» ABOUT THIS TASK:
Count, in the data that follows, every line with the string "their", and give that count as the whole reply.

------------------------------------------------

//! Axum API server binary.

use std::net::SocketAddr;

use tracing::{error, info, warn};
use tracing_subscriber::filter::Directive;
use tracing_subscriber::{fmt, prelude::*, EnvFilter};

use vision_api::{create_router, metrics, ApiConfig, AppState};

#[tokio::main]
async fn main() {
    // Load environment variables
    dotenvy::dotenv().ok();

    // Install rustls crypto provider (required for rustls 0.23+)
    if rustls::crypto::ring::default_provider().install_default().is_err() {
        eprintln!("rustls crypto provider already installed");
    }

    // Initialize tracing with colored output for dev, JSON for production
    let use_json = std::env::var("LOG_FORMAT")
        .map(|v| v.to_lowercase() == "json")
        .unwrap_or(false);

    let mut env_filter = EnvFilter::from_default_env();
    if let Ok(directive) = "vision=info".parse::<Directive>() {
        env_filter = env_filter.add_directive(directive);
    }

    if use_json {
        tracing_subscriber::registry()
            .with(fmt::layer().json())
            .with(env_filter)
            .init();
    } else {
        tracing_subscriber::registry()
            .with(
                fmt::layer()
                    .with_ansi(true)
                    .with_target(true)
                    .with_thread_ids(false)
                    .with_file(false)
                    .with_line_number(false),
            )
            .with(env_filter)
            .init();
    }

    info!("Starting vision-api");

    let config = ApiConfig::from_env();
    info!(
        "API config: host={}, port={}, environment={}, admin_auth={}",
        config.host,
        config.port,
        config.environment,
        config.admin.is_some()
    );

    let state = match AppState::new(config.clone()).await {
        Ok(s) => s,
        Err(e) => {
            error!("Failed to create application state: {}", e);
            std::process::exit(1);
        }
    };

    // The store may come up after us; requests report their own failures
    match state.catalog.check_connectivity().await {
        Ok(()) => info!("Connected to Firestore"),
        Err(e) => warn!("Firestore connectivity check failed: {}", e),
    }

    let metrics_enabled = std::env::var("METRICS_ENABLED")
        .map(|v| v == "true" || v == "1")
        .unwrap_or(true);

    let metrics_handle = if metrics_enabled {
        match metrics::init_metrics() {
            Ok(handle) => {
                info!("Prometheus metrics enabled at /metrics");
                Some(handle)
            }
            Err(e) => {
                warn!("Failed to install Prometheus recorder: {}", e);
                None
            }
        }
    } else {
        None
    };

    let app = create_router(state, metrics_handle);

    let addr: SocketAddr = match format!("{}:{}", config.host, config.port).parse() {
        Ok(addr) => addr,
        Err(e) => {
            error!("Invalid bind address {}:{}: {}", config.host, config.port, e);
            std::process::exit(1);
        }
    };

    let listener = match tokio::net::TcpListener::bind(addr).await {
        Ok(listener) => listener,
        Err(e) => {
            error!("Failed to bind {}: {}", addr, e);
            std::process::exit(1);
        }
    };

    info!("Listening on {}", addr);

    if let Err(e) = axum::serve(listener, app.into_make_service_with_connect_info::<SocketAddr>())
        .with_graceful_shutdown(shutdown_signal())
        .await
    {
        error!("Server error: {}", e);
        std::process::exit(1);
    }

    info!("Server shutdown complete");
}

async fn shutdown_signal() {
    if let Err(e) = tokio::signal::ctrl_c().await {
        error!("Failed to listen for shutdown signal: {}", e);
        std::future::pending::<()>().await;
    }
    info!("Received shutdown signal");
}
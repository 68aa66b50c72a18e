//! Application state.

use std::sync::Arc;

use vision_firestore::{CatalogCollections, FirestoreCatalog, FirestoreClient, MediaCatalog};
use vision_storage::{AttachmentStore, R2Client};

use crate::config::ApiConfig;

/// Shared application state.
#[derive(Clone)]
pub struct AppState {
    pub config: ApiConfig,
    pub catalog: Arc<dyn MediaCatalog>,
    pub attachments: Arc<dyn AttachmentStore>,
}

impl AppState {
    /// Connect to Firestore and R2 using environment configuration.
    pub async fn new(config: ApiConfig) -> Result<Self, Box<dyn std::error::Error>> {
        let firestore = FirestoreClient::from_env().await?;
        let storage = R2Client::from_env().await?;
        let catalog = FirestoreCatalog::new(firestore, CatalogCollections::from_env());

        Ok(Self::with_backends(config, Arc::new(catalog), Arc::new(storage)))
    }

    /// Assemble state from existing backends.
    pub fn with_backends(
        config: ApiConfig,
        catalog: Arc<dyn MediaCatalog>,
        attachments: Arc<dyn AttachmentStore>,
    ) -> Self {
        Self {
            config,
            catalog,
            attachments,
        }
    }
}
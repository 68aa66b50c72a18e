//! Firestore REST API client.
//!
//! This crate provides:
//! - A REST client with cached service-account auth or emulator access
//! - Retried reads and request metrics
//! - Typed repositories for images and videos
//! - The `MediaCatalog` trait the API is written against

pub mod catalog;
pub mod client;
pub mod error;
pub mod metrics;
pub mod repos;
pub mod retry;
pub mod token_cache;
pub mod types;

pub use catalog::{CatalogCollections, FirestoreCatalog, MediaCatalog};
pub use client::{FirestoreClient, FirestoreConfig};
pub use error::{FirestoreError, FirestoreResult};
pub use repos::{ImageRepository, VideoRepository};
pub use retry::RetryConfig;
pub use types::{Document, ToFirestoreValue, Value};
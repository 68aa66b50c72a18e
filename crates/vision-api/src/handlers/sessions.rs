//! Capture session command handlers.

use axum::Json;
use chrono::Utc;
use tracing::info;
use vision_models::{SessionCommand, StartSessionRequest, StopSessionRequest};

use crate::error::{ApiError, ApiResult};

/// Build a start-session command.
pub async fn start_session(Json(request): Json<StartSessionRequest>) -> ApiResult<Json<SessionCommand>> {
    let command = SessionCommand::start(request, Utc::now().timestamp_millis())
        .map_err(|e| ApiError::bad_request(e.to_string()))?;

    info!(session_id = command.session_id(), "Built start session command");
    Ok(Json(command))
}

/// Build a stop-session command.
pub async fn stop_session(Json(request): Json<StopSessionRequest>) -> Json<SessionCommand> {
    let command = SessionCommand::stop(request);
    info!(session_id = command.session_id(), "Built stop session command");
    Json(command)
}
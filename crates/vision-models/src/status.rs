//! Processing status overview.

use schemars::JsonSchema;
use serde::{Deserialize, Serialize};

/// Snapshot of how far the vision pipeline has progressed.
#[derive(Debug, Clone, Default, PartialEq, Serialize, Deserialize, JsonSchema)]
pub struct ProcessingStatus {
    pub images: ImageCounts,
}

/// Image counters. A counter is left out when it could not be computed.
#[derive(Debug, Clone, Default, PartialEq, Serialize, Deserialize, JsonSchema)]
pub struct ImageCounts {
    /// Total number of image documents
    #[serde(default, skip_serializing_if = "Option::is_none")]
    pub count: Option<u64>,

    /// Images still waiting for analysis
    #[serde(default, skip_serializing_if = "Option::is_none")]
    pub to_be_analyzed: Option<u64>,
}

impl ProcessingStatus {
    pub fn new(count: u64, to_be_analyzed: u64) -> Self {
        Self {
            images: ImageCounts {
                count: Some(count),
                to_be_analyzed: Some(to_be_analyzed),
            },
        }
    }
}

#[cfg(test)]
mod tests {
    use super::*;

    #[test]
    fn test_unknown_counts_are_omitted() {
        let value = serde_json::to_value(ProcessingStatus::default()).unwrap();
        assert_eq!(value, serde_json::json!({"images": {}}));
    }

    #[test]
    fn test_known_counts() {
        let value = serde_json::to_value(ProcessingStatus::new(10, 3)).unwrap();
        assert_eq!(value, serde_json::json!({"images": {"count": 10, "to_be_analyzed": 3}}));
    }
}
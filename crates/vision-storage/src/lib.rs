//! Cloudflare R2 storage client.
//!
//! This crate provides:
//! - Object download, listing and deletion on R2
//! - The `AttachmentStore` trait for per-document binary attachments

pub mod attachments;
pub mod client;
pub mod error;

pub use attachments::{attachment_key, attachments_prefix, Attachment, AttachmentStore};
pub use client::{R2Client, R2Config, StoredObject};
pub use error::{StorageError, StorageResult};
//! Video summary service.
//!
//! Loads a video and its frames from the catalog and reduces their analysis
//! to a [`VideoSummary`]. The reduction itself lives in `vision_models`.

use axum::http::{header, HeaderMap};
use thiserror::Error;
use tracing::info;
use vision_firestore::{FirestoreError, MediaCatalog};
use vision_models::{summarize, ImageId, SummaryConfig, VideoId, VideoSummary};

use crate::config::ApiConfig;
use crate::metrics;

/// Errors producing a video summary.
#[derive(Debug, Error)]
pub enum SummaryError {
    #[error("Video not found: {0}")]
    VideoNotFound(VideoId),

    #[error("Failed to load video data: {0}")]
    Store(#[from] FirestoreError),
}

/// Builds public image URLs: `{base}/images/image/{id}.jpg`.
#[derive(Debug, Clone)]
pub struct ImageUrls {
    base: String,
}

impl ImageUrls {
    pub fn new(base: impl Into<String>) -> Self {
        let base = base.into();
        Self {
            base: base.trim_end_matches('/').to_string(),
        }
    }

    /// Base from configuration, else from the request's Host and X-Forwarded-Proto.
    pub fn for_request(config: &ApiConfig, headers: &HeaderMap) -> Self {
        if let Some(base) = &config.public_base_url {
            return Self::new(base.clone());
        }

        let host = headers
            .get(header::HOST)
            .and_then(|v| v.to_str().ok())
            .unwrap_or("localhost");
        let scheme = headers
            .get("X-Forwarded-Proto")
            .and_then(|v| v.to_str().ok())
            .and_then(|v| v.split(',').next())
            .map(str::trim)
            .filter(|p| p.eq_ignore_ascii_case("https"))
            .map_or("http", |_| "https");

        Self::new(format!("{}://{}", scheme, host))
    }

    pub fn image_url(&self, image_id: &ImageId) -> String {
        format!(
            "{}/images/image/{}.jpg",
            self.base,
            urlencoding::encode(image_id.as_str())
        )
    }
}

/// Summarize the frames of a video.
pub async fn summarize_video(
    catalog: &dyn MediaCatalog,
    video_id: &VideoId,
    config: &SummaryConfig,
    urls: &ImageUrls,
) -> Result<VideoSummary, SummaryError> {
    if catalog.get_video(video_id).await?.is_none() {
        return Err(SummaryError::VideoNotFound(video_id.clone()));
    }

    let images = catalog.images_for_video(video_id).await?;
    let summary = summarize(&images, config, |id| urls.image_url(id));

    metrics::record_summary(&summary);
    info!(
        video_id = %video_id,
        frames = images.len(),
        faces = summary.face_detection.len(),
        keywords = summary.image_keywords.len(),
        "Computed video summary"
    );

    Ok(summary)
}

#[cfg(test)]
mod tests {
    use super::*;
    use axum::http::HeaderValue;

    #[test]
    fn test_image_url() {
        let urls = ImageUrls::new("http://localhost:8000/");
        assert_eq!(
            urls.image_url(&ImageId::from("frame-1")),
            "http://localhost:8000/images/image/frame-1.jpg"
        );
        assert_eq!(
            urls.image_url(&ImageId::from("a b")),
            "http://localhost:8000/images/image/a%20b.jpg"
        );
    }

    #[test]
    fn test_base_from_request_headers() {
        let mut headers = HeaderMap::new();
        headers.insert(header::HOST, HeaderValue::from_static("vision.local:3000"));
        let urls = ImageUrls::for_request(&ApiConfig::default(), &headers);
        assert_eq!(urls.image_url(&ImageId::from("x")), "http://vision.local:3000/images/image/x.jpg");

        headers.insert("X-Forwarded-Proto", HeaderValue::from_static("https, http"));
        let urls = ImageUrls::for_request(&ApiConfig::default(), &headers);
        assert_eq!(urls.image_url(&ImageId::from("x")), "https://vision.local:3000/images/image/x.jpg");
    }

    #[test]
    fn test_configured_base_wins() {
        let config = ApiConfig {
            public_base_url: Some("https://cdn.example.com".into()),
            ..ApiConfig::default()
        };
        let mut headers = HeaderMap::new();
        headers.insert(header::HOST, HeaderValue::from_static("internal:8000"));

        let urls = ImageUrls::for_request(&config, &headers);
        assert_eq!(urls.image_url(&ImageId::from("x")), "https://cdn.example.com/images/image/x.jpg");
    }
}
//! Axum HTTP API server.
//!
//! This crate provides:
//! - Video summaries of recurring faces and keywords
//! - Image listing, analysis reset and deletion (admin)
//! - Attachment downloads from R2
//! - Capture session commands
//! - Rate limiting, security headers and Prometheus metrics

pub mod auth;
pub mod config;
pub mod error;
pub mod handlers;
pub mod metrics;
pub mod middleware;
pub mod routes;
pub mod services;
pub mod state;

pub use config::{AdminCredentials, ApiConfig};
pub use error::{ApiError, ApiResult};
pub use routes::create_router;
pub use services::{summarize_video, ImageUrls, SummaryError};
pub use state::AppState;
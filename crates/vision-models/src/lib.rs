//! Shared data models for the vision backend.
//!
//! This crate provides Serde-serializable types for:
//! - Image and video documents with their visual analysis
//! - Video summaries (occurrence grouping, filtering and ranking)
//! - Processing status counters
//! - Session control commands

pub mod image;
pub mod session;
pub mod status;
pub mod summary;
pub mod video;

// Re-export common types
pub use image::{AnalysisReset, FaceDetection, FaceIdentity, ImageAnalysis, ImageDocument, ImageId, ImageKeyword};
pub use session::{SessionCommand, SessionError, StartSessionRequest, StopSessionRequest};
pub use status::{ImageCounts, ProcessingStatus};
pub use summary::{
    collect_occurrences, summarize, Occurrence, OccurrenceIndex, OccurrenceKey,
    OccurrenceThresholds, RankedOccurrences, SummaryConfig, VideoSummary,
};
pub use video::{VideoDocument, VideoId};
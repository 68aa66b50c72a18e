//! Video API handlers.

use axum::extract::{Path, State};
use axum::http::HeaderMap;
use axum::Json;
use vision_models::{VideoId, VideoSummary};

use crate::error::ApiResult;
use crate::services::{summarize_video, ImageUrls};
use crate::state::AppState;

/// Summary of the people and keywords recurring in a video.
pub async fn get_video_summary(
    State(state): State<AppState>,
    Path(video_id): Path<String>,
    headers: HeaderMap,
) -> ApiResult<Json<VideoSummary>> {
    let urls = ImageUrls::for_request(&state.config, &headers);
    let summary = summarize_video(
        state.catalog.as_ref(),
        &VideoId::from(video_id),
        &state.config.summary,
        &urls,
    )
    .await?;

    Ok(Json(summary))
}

------------------------------------------------

» SOLUTION:
3